We have just released the 3.6 of Dell PowerStore and, it’s a big release for our customers and us The Witness Server is a stand-alone 3rd component, ideally residing in […]
We have just released the 3.6 of Dell PowerStore and, it’s a big release for our customers and us
The Witness Server is a stand-alone 3rd component, ideally residing in a 3rd data center and used to help determine which array should survive in the event of a failure. Witness can also be known as a tie breaker or mediator server. A Witness Server is passive in nature and records the history of the “keep alive” signals it receives, meaning the Witness Server can easily be recreated if needed.
The Witness Server will run as a physical host or virtual machine and will be delivered as a Linux RPM with support for both RH8.5 and SLES 15 SP3.
So why are we adding Witness Server to Metro Volume? When metro replication is configured, the user specifies one site as “preferred” and the other as “non-preferred.” If the non-preferred site goes down, failover happens automatically. If the preferred site becomes unavailable, the user will need to initiate a manual failover process. With Witness Server, we automate the failover procedure and cover the following new use cases:
- Ability for automatic recovery from a preferred site failure – NEW
- Ability for automatic recovery from a preferred array failure – NEW
- Ability for automatic recovery from a link failure – supported today and preferred system continues to serve IO
- Ability for automatic recovery from a Non-preferred site failure – supported today
- Ability for automatic recovery from a Non-preferred array failure – supported today
To ensure a common understanding, I want to go a bit into the terminology
There are two general configuration options for a Metro Volume which is spanned across two PowerStore cluster in metro distance.
1st Non Uniform
- Hosts have only paths to the local PowerStore
- Hosts are using “Local Connectivity” in Host connectivity options on PowerStore
If there is a failure, a host may lose all paths to the metro volume. A VM running on the affected host need to be restarted manually or by vSphere HA, when configured, on a host with active paths to the metro volume.
If the configuration is extended with cross-connects it’s a Uniform configuration.
- Hosts can access the local PowerStore and remote PowerStore
- Depending on host connectivity option setting in PowerStore manager, the hosts get ALUA Active-Optimized paths to local PowerStore or local and remote PowerStore
- A proper host connectivity option setting is important for best possible performance of a Metro Volume
When we take previous example, when a host lose all paths to one of the two PowerStore cluster, the metro volume can still be access through cross links and switching the active paths in ESXi should be transparent for the running VMs
A Metro volume is a logical Volume built up by volumes on both participating PowerStore systems. The provided active-active metro solution allows simultaneous host access on both volumes in a metro volume configuration.
PowerStore controls the metro volume replication in a metro session for bi-directional mirroring of writes.
A host write ideally first go into the local PowerStore and is immediately synchronized to the remote PowerStore and host gets the acknowledge when data is committed for both volumes
In a configuration without a witness the individual metro volumes uses the roles Preferred and Non-Preferred.
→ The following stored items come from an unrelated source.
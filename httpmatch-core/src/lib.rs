// Copyright 2024 Wladimir Palant
//
// Licensed under the Apache License, Version 2.0 (the "License");
// you may not use this file except in compliance with the License.
// You may obtain a copy of the License at
//
// http://www.apache.org/licenses/LICENSE-2.0
//
// Unless required by applicable law or agreed to in writing, software
// distributed under the License is distributed on an "AS IS" BASIS,
// WITHOUT WARRANTIES OR CONDITIONS OF ANY KIND, either express or implied.
// See the License for the specific language governing permissions and
// limitations under the License.

//! A boolean matcher algebra for HTTP requests, with `{namespace.key}` placeholder expansion.
//!
//! A route is a [`MatcherSetListConf`] (OR of AND-lists) of tagged matcher configuration entries,
//! built into a runnable [`MatcherSetList`] by [`MatcherRegistry`]. Each request gets a fresh
//! [`Replacer`] and [`VarsStore`] installed into its [`httpmatch_utils::RequestContext`] via
//! [`context::install`] before any matcher runs.

pub mod config;
pub mod context;
pub mod error;
pub mod idna;
pub mod matcher;
pub mod registry;
pub mod replacer;
pub mod vars;

pub use config::{
    HeaderConf, HeaderRegexpConf, HostConf, MatcherConfig, MatcherSetConf, MatcherSetListConf,
    NotConf, PathConf, PathRegexpConf, QueryConf, RegexEntryConf, VarsRegexpConf,
};
pub use error::{ConfigError, ContractError, MatchError};
pub use matcher::composite::{MatchNot, MatcherSet, MatcherSetList};
pub use matcher::header::{HeaderRule, MatchHeader};
pub use matcher::host::MatchHost;
pub use matcher::path::MatchPath;
pub use matcher::query::{MatchQuery, QueryRule};
pub use matcher::regexp::{Field, MatchHeaderRE, MatchPathRE, MatchRegexp, MatchVarsRE};
pub use matcher::Matcher;
pub use registry::MatcherRegistry;
pub use replacer::{Provider, Replacer, SharedCaptures, SharedVars};
pub use vars::{VarValue, VarsStore};
use std::fmt;
use std::io;

use moov_client::ClientError;
use moov_frame::FrameError;
use moov_transport::TransportError;

// Exit code constants aligned with rsfulmen/DDR-0002 semantics.
pub const SUCCESS: i32 = 0;
pub const FAILURE: i32 = 1;
pub const TRANSPORT_ERROR: i32 = 3;
pub const PERMISSION_DENIED: i32 = 50;
pub const DATA_INVALID: i32 = 60;
pub const USAGE: i32 = 64;
pub const TIMEOUT: i32 = 124;
pub const INTERNAL: i32 = 125;

pub type CliResult<T> = Result<T, CliError>;

#[derive(Debug)]
pub struct CliError {
    pub code: i32,
    pub message: String,
}

impl CliError {
    pub fn new(code: i32, message: impl Into<String>) -> Self {
        Self {
            code,
            message: message.into(),
        }
    }
}

impl fmt::Display for CliError {
    fn fmt(&self, f: &mut fmt::Formatter<'_>) -> fmt::Result {
        write!(f, "{}", self.message)
    }
}

impl std::error::Error for CliError {}

pub fn io_error(context: &str, err: io::Error) -> CliError {
    let code = match err.kind() {
        io::ErrorKind::PermissionDenied => PERMISSION_DENIED,
        io::ErrorKind::TimedOut | io::ErrorKind::WouldBlock => TIMEOUT,
        io::ErrorKind::BrokenPipe | io::ErrorKind::UnexpectedEof => FAILURE,
        _ => INTERNAL,
    };
    CliError::new(code, format!("{context}: {err}"))
}

pub fn transport_error(context: &str, err: TransportError) -> CliError {
    match err {
        TransportError::Spawn { ref source, .. }
            if source.kind() == io::ErrorKind::PermissionDenied =>
        {
            CliError::new(PERMISSION_DENIED, format!("{context}: {err}"))
        }
        TransportError::Spawn { .. } => {
            CliError::new(TRANSPORT_ERROR, format!("{context}: {err}"))
        }
        TransportError::Io(source) => io_error(context, source),
        other => CliError::new(INTERNAL, format!("{context}: {other}")),
    }
}

pub fn frame_error(context: &str, err: FrameError) -> CliError {
    match err {
        FrameError::Io(source) => io_error(context, source),
        FrameError::ConnectionClosed | FrameError::TruncatedStream { .. } => {
            CliError::new(FAILURE, format!("{context}: {err}"))
        }
        FrameError::StringTooLarge { .. }
        | FrameError::UnknownTag(_)
        | FrameError::MalformedString(_) => {
            CliError::new(DATA_INVALID, format!("{context}: {err}"))
        }
        other => CliError::new(INTERNAL, format!("{context}: {other}")),
    }
}

pub fn client_error(context: &str, err: ClientError) -> CliError {
    match err {
        ClientError::Transport(err) => transport_error(context, err),
        ClientError::Frame(err) => frame_error(context, err),
        ClientError::Timeout(_) => CliError::new(TIMEOUT, format!("{context}: {err}")),
        ClientError::EngineUnavailable | ClientError::Disconnected => {
            CliError::new(FAILURE, format!("{context}: {err}"))
        }
        ClientError::ReaderSpawn(source) => io_error(context, source),
        other => CliError::new(INTERNAL, format!("{context}: {other}")),
    }
}

#[cfg(test)]
mod tests {
    use std::path::PathBuf;
    use std::time::Duration;

    use super::*;

    #[test]
    fn missing_engine_is_transport_error() {
        let err = ClientError::Transport(TransportError::Spawn {
            program: PathBuf::from("/nope"),
            source: io::Error::from(io::ErrorKind::NotFound),
        });
        let cli = client_error("spawn failed", err);
        assert_eq!(cli.code, TRANSPORT_ERROR);
        assert!(cli.message.starts_with("spawn failed: "));
    }

    #[test]
    fn status_timeout_maps_to_124() {
        let cli = client_error("status", ClientError::Timeout(Duration::from_secs(1)));
        assert_eq!(cli.code, TIMEOUT);
    }

    #[test]
    fn dead_engine_is_failure() {
        assert_eq!(client_error("x", ClientError::EngineUnavailable).code, FAILURE);
        assert_eq!(client_error("x", ClientError::Disconnected).code, FAILURE);
        assert_eq!(
            frame_error("x", FrameError::TruncatedStream { buffered: 2 }).code,
            FAILURE
        );
    }

    #[test]
    fn protocol_garbage_is_data_invalid() {
        assert_eq!(
            client_error("x", ClientError::Frame(FrameError::UnknownTag(0xEE))).code,
            DATA_INVALID
        );
    }

    #[test]
    fn cancelled_is_internal() {
        assert_eq!(client_error("x", ClientError::Cancelled(3)).code, INTERNAL);
    }
}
The volume in role Preferred will be the declared winner and can continue during a failure situation. The opposite volumes gets the role Non-Preferred and will go offline for the hosts when preferred is not reachable regardless if preferred is available for the hosts or not.
The new Metro Witness covered here, improves the failure handling and helps PowerStore to decide to keep the Non-Preferred online when it’s sure that Preferred is not available.
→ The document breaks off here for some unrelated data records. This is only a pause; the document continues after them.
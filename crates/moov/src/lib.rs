//! Control-plane client for the moov playback engine.
//!
//! The engine runs as a child process and is driven over its stdin/stdout
//! with a small tagged binary protocol. This crate bundles the pieces.
//!
//! # Crate Structure
//!
//! - [`transport`]: spawning and supervising the engine process
//! - [`frame`]: the wire codec and message catalog
//! - [`client`]: request/reply correlation, event queues and the command API
//!   (behind `client` feature)
//! - [`chat`]: the chat-line command grammar (behind `client` feature)

/// Re-export transport types.
pub mod transport {
    pub use moov_transport::*;
}

/// Re-export frame types.
pub mod frame {
    pub use moov_frame::*;
}

/// Re-export client types (requires `client` feature).
#[cfg(feature = "client")]
pub mod client {
    pub use moov_client::*;
}

#[cfg(feature = "client")]
pub mod chat;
I don’t want to forget mentioning, PowerStore not only supports a single metro volume session, and different volumen can have different roles for metro volumes on the same array.
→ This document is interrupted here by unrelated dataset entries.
use bytes::{Buf, BufMut, BytesMut};

use crate::catalog::{self, Direction};
use crate::error::{FrameError, Result};
use crate::value::{FieldType, Value};

/// Tag byte that starts every frame.
pub const TAG_SIZE: usize = 1;

/// Size of the length prefix in front of string fields.
pub const STRING_LEN_PREFIX: usize = 4;

/// Default maximum string field size: 16 MiB.
pub const DEFAULT_MAX_STRING_LEN: usize = 16 * 1024 * 1024;

/// A tagged message with typed fields.
#[derive(Debug, Clone, PartialEq)]
pub struct Frame {
    tag: u8,
    fields: Vec<Value>,
}

impl Frame {
    /// Create a new frame. Fields are checked against the catalog on encode.
    pub fn new(tag: u8, fields: Vec<Value>) -> Self {
        Self { tag, fields }
    }

    /// Create a frame with no fields.
    pub fn empty(tag: u8) -> Self {
        Self::new(tag, Vec::new())
    }

    /// The message tag.
    pub fn tag(&self) -> u8 {
        self.tag
    }

    /// The fields, in wire order.
    pub fn fields(&self) -> &[Value] {
        &self.fields
    }

    /// Consume the frame and return its fields.
    pub fn into_fields(self) -> Vec<Value> {
        self.fields
    }

    /// The total wire size of this frame (tag + fields).
    pub fn wire_size(&self) -> usize {
        TAG_SIZE + self.fields.iter().map(Value::encoded_len).sum::<usize>()
    }
}

/// Configuration for the frame codec.
#[derive(Debug, Clone)]
pub struct FrameConfig {
    /// Maximum string field size in bytes. Default: 16 MiB.
    pub max_string_len: usize,
}

impl Default for FrameConfig {
    fn default() -> Self {
        Self {
            max_string_len: DEFAULT_MAX_STRING_LEN,
        }
    }
}

/// Encode a frame into the wire format.
///
/// Wire format:
/// ```text
/// ┌──────────┬──────────────────────────────────────────────┐
/// │ Tag (1B) │ Fields, in catalog order, no padding          │
/// │          │ u8 | u32 LE | u64 LE | f64 LE | u32 LE + utf8 │
/// └──────────┴──────────────────────────────────────────────┘
/// ```
///
/// Nothing is written to `dst` unless the whole frame is valid.
pub fn encode_frame(frame: &Frame, config: &FrameConfig, dst: &mut BytesMut) -> Result<()> {
    let spec = catalog::lookup(frame.tag).ok_or(FrameError::UnknownTag(frame.tag))?;
    check_fields(frame.tag, spec.fields, &frame.fields, config)?;

    dst.reserve(frame.wire_size());
    dst.put_u8(frame.tag);
    for value in &frame.fields {
        put_value(value, dst);
    }
    Ok(())
}

/// Encode `values` against an explicit field layout, without a tag byte.
pub fn encode_fields(
    tag: u8,
    layout: &[FieldType],
    values: &[Value],
    config: &FrameConfig,
    dst: &mut BytesMut,
) -> Result<()> {
    check_fields(tag, layout, values, config)?;
    for value in values {
        put_value(value, dst);
    }
    Ok(())
}

/// Decode a frame from a buffer.
///
/// Only tags belonging to `direction` are accepted. Returns `Ok(None)` if the
/// buffer doesn't contain a complete frame yet; on success, consumes the
/// frame bytes from the buffer.
pub fn decode_frame(
    src: &mut BytesMut,
    direction: Direction,
    config: &FrameConfig,
) -> Result<Option<Frame>> {
    let Some(&tag) = src.first() else {
        return Ok(None); // Need more data
    };
    let spec = catalog::lookup_in(tag, direction).ok_or(FrameError::UnknownTag(tag))?;

    let mut cursor = &src[TAG_SIZE..];
    let mut fields = Vec::with_capacity(spec.fields.len());
    for &field_type in spec.fields {
        match read_value(&mut cursor, field_type, config.max_string_len)? {
            Some(value) => fields.push(value),
            None => return Ok(None), // Need more data
        }
    }

    let consumed = src.len() - cursor.len();
    src.advance(consumed);
    Ok(Some(Frame { tag, fields }))
}

fn check_fields(
    tag: u8,
    layout: &[FieldType],
    values: &[Value],
    config: &FrameConfig,
) -> Result<()> {
    if layout.len() != values.len() {
        return Err(FrameError::LayoutMismatch {
            tag,
            expected: layout.len(),
            found: values.len(),
        });
    }
    for (index, (&expected, value)) in layout.iter().zip(values).enumerate() {
        let found = value.field_type();
        if expected != found {
            return Err(FrameError::FieldMismatch {
                tag,
                index,
                expected,
                found,
            });
        }
        if let Value::Str(s) = value {
            let max = config.max_string_len.min(u32::MAX as usize);
            if s.len() > max {
                return Err(FrameError::StringTooLarge {
                    size: s.len(),
                    max,
                });
            }
        }
    }
    Ok(())
}

fn put_value(value: &Value, dst: &mut BytesMut) {
    match value {
        Value::U8(v) => dst.put_u8(*v),
        Value::U32(v) => dst.put_u32_le(*v),
        Value::U64(v) => dst.put_u64_le(*v),
        Value::F64(v) => dst.put_f64_le(*v),
        Value::Str(s) => {
            // Length was bounded by `check_fields`.
            dst.put_u32_le(s.len() as u32);
            dst.put_slice(s.as_bytes());
        }
    }
}

fn read_value(
    cursor: &mut &[u8],
    field_type: FieldType,
    max_string_len: usize,
) -> Result<Option<Value>> {
    if let Some(size) = field_type.fixed_size() {
        if cursor.remaining() < size {
            return Ok(None);
        }
    }

    let value = match field_type {
        FieldType::U8 => Value::U8(cursor.get_u8()),
        FieldType::U32 => Value::U32(cursor.get_u32_le()),
        FieldType::U64 => Value::U64(cursor.get_u64_le()),
        FieldType::F64 => Value::F64(cursor.get_f64_le()),
        FieldType::Str => {
            if cursor.remaining() < STRING_LEN_PREFIX {
                return Ok(None);
            }
            let len = (&cursor[..STRING_LEN_PREFIX]).get_u32_le() as usize;
            if len > max_string_len {
                return Err(FrameError::StringTooLarge {
                    size: len,
                    max: max_string_len,
                });
            }
            if cursor.remaining() < STRING_LEN_PREFIX + len {
                return Ok(None);
            }
            cursor.advance(STRING_LEN_PREFIX);
            let text = std::str::from_utf8(&cursor[..len])?.to_owned();
            cursor.advance(len);
            Value::Str(text)
        }
    };
    Ok(Some(value))
}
For instance, on the PowerStore array in datacenter 1 on the left, Metro Volume 1 has the role “Preferred” while Metro Volume 2 on the same array has the role “Non-Preferred”
On PowerStore in datacenter 2 on the right, the roles are swapped
Metro Witness – Installation
As prerequisite it’s important that PowerStore can reach port 443/tcp for https traffic on the witness server. Possible reasons for a blocked port could be an ACL on router, a physical firewall, or even just a local firewall configured in the host OS of the witness server.
For the installation we can use either the rpm tool itself or a linux distribution dependent package management utility. For the supported linux versions it’s yum on a RHEL linux system, or zypper on SLES.
Using a package management utility is recommended, because it resolves and install all dependencies from the online OS repositories when installing the dell witness service. When using the rpm tool, all dependencies have to be resolved manually before dell-witness service can be installed.
If required, the package manager or rpm tool can also uninstall the witness service
- With rpm tool it’s rpm dash I and the dell-witness-service rpm
Depending on the used linux the package management ultilities are yum or zypper, but the syntax is similar
- For RHEL yum install and the name of the dell-witness-service rpm
- For SLES it’s zypper install and the name of the dell witness service rpm
Metro Witness – Installation
This slide shows an example of the installation with zypper on a SUSE Linux systems
- The first line shows the command
- In the red box we can see the required dependencies found by the rpm package management utility – which is the java openjdk in the shown example.
The second half of the screen below the red box shows the retrieval of required rpms and the installation
Metro Witness – Registration in PowerStore Manager
- Required steps for both PowerStore clusters
- Generate token on witness server (expires after 10 minutes)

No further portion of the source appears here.